• **SOURCE INFORMATION**:
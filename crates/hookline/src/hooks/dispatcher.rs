//! Hook dispatcher — runs a snapshot of one name's hooks against a context.
//!
//! - Hooks are called strictly in list order, each awaited before the next.
//! - `Ok(Some(next))` replaces the context; `Ok(None)` leaves it as is.
//! - The first `Err` aborts the chain and is returned to the caller; hooks
//!   after it do not run.
//! - Hooks are never timed out. A hook slower than the configured threshold
//!   is reported once it finishes.

use std::time::Duration;

use tokio::time::Instant;
use tracing::{debug, trace, warn};

use hookline_core::{ErrorKind, HookError, HookResult};

use super::registry::HookEntry;

/// Runs the hook chain registered under one name.
#[derive(Debug, Clone, Copy)]
pub(crate) struct HookDispatcher<'a> {
    /// Hook name being executed.
    name: &'a str,
    /// Hooks slower than this are reported.
    slow_hook_threshold: Option<Duration>,
}

impl<'a> HookDispatcher<'a> {
    pub(crate) fn new(name: &'a str, slow_hook_threshold: Option<Duration>) -> Self {
        Self {
            name,
            slow_hook_threshold,
        }
    }

    /// Threads `ctx` through every entry and returns the final context.
    pub(crate) async fn dispatch<C>(&self, entries: &[HookEntry], mut ctx: C) -> HookResult<C>
    where
        C: Send + 'static,
    {
        debug!(
            hook = %self.name,
            hook_count = entries.len(),
            "Executing hook chain"
        );

        for (position, entry) in entries.iter().enumerate() {
            let hook = entry.downcast::<C>().ok_or_else(|| {
                HookError::context_mismatch(format!(
                    "hook '{}' at position {} expects context `{}` but was executed with `{}`",
                    self.name,
                    position,
                    entry.context_type_name(),
                    std::any::type_name::<C>()
                ))
            })?;

            trace!(
                hook = %self.name,
                position,
                hook_id = %hook.id(),
                label = %hook.label(),
                "Invoking hook"
            );

            let started = Instant::now();
            let outcome = hook.call(&mut ctx).await;
            self.report_if_slow(position, hook.label(), started.elapsed());

            match outcome {
                Ok(Some(next)) => {
                    trace!(hook = %self.name, position, "Hook replaced context");
                    ctx = next;
                }
                Ok(None) => {}
                Err(err) => {
                    warn!(
                        hook = %self.name,
                        position,
                        label = %hook.label(),
                        error = %err,
                        "Hook failed, aborting chain"
                    );
                    return Err(HookError::with_source(
                        ErrorKind::HookFailed,
                        format!(
                            "hook '{}' at position {} ({}) failed",
                            self.name,
                            position,
                            hook.label()
                        ),
                        err,
                    ));
                }
            }
        }

        Ok(ctx)
    }

    fn report_if_slow(&self, position: usize, label: &str, elapsed: Duration) {
        let Some(threshold) = self.slow_hook_threshold else {
            return;
        };

        if elapsed > threshold {
            warn!(
                hook = %self.name,
                position,
                label = %label,
                elapsed_ms = elapsed.as_millis() as u64,
                threshold_ms = threshold.as_millis() as u64,
                "Hook exceeded slow threshold"
            );
        }
    }
}
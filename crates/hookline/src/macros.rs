//! Convenience macros for declaring hook points.

/// Declares zero-sized hook point markers.
///
/// # Example
/// ```rust,ignore
/// hook_points! {
///     /// Runs before a request is handled.
///     pub BeforeExecute => "beforeExecute": RequestContext;
///     pub AfterExecute => "afterExecute": ResponseContext;
/// }
///
/// registry.register::<BeforeExecute>([audit]).await;
/// let ctx = registry.execute::<BeforeExecute>(ctx).await?;
/// ```
#[macro_export]
macro_rules! hook_points {
    (
        $(
            $(#[$meta:meta])*
            $vis:vis $point:ident => $name:literal : $ctx:ty;
        )*
    ) => {
        $(
            $(#[$meta])*
            #[derive(Debug, Clone, Copy, PartialEq, Eq, Hash, Default)]
            $vis struct $point;

            impl $crate::hooks::definitions::HookPoint for $point {
                const NAME: &'static str = $name;
                type Context = $ctx;
            }
        )*
    };
}
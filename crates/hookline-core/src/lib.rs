//! # hookline-core
//!
//! Shared foundation for hookline: the unified error type, the result
//! alias, and the configuration schemas consumed by the registry and the
//! demo binary.
//!
//! This crate has **no** dependency on the registry crate.

pub mod config;
pub mod error;
pub mod result;

pub use error::{ErrorKind, HookError};
pub use result::HookResult;
//! hookline demo — wires configuration, logging, and a hook registry
//! together and runs a small request pipeline through it.

use std::sync::Arc;

use tracing_subscriber::{EnvFilter, fmt};

use hookline::prelude::*;
use hookline_core::config::AppConfig;

#[derive(Debug, Clone)]
struct Request {
    path: String,
    user: Option<String>,
}

#[derive(Debug, Clone)]
struct Response {
    status: u16,
    body: String,
}

hook_points! {
    /// Runs before a request is routed.
    BeforeRequest => "beforeRequest": Request;
    /// Runs after a response is produced.
    AfterRequest => "afterRequest": Response;
}

/// Collapses repeated slashes and strips a trailing slash in place.
struct NormalizePath;

#[async_trait]
impl HookHandler<Request> for NormalizePath {
    async fn handle(&self, ctx: &mut Request) -> HookResult<Option<Request>> {
        let segments: Vec<&str> = ctx.path.split('/').filter(|s| !s.is_empty()).collect();
        ctx.path = format!("/{}", segments.join("/"));
        Ok(None)
    }

    fn label(&self) -> &str {
        "normalize-path"
    }
}

/// Swaps in a new request carrying the resolved user.
struct ResolveUser {
    default_user: String,
}

#[async_trait]
impl HookHandler<Request> for ResolveUser {
    async fn handle(&self, ctx: &mut Request) -> HookResult<Option<Request>> {
        if ctx.user.is_some() {
            return Ok(None);
        }
        Ok(Some(Request {
            path: ctx.path.clone(),
            user: Some(self.default_user.clone()),
        }))
    }

    fn label(&self) -> &str {
        "resolve-user"
    }
}

#[tokio::main]
async fn main() {
    let config = match load_configuration() {
        Ok(c) => c,
        Err(e) => {
            eprintln!("Failed to load configuration: {}", e);
            std::process::exit(1);
        }
    };

    init_logging(&config);

    if let Err(e) = run(config).await {
        tracing::error!("Demo failed: {}", e);
        std::process::exit(1);
    }
}

/// Load configuration from `config/` and the environment
fn load_configuration() -> Result<AppConfig, HookError> {
    let env = std::env::var("HOOKLINE_ENV").unwrap_or_else(|_| "development".to_string());
    AppConfig::load(&env)
}

/// Initialize tracing/logging
fn init_logging(config: &AppConfig) {
    let filter =
        EnvFilter::try_from_default_env().unwrap_or_else(|_| EnvFilter::new(&config.logging.level));

    match config.logging.format.as_str() {
        "json" => {
            fmt()
                .json()
                .with_env_filter(filter)
                .with_target(true)
                .with_thread_ids(true)
                .init();
        }
        _ => {
            fmt()
                .pretty()
                .with_env_filter(filter)
                .with_target(true)
                .init();
        }
    }
}

async fn run(config: AppConfig) -> Result<(), HookError> {
    tracing::info!("Starting hookline demo v{}", env!("CARGO_PKG_VERSION"));

    let registry = Arc::new(HookRegistry::with_config(config.registry.clone()));

    let resolve_user = Hook::new(ResolveUser {
        default_user: "guest".to_string(),
    });
    let stamp = Hook::<Response>::from_fn_named("stamp-body", |ctx| {
        Box::pin(async move {
            ctx.body = format!("[{}] {}", ctx.status, ctx.body);
            Ok(None)
        })
    });

    registry
        .register::<BeforeRequest>([Hook::new(NormalizePath), resolve_user.clone()])
        .await
        .register::<AfterRequest>([stamp])
        .await;

    tracing::info!(names = ?registry.registered_names().await, "Hooks registered");

    let request = registry
        .execute::<BeforeRequest>(Request {
            path: "//reports///2024/".to_string(),
            user: None,
        })
        .await?;
    tracing::info!(path = %request.path, user = ?request.user, "Request after hooks");

    let response = registry
        .execute::<AfterRequest>(Response {
            status: 200,
            body: format!("hello {}", request.user.as_deref().unwrap_or("anonymous")),
        })
        .await?;
    tracing::info!(body = %response.body, "Response after hooks");

    registry.unregister::<BeforeRequest>([&resolve_user]).await;

    let anonymous = registry
        .execute::<BeforeRequest>(Request {
            path: "/status/".to_string(),
            user: None,
        })
        .await?;
    tracing::info!(
        path = %anonymous.path,
        user = ?anonymous.user,
        "Request after user resolution was unregistered"
    );

    Ok(())
}
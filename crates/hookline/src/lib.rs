//! # hookline
//!
//! Named registry of asynchronous hooks. Provides:
//!
//! - Registration of one or more hooks under a name, in insertion order
//! - Identity-based unregistration through [`Hook`] handles
//! - Sequential execution that threads a context value through the chain
//! - Typed hook points via [`HookPoint`] and the [`hook_points!`] macro

pub mod hooks;
pub mod macros;
pub mod prelude;

pub use hookline_core::{ErrorKind, HookError, HookResult};
pub use hooks::definitions::{HookId, HookPoint};
pub use hooks::handler::{Hook, HookHandler};
pub use hooks::registry::HookRegistry;
//! Logging configuration.

use serde::{Deserialize, Serialize};

/// Logging and tracing configuration.
#[derive(Debug, Clone, Serialize, Deserialize)]
#[serde(default)]
pub struct LoggingConfig {
    /// Log level: `"trace"`, `"debug"`, `"info"`, `"warn"`, `"error"`.
    pub level: String,
    /// Log format: `"json"` or `"pretty"`.
    pub format: String,
}

impl Default for LoggingConfig {
    fn default() -> Self {
        Self {
            level: default_level(),
            format: default_format(),
        }
    }
}

fn default_level() -> String {
    "info".to_string()
}

fn default_format() -> String {
    "pretty".to_string()
}
//! Global CLI options shared across all commands

use crate::cli::{Cli, OutputFormat};

/// Global CLI options passed to all command handlers.
///
/// Precedence is: CLI flag > environment variable > config file > default.
/// This struct captures the CLI/env layer; config file values are resolved
/// later in `CommandContext`. `--debug` is consumed by logging setup in
/// `main` and is not carried here.
#[derive(Debug, Clone)]
pub struct GlobalOptions {
    /// Output format (table, json)
    pub format: OutputFormat,

    /// Custom config file path (defaults to ~/.zapi/config.yaml)
    pub config: Option<String>,
}

impl GlobalOptions {
    /// Create GlobalOptions from a parsed CLI struct.
    pub fn from_cli(cli: &Cli) -> Self {
        Self {
            format: cli.format,
            config: cli.config.clone(),
        }
    }

    /// Get config path as `Option<&str>`.
    pub fn config_ref(&self) -> Option<&str> {
        self.config.as_deref()
    }
}

#[cfg(test)]
mod tests {
    use super::*;
    use clap::Parser;

    #[test]
    fn test_global_options_from_cli() {
        let cli = Cli::parse_from([
            "zapi",
            "--format",
            "json",
            "--config",
            "/custom/path",
            "--debug",
            "status",
        ]);
        let opts = GlobalOptions::from_cli(&cli);

        assert_eq!(opts.format, OutputFormat::Json);
        assert_eq!(opts.config_ref(), Some("/custom/path"));
    }

    #[test]
    fn test_debug_flag_stays_on_cli() {
        let cli = Cli::parse_from(["zapi", "--debug", "status"]);
        assert!(cli.debug);

        let opts = GlobalOptions::from_cli(&cli);
        assert_eq!(opts.format, cli.format);
    }

    #[test]
    fn test_global_options_none_accessors() {
        let opts = GlobalOptions {
            format: OutputFormat::Table,
            config: None,
        };

        assert_eq!(opts.config_ref(), None);
    }
}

• **ACTION ITEM**: Show all lines in the records above that hold "environment".

• **ANSWER TO THIS TASK**:
/// Load configuration from `config/` and the environment
/// Precedence is: CLI flag > environment variable > config file > default.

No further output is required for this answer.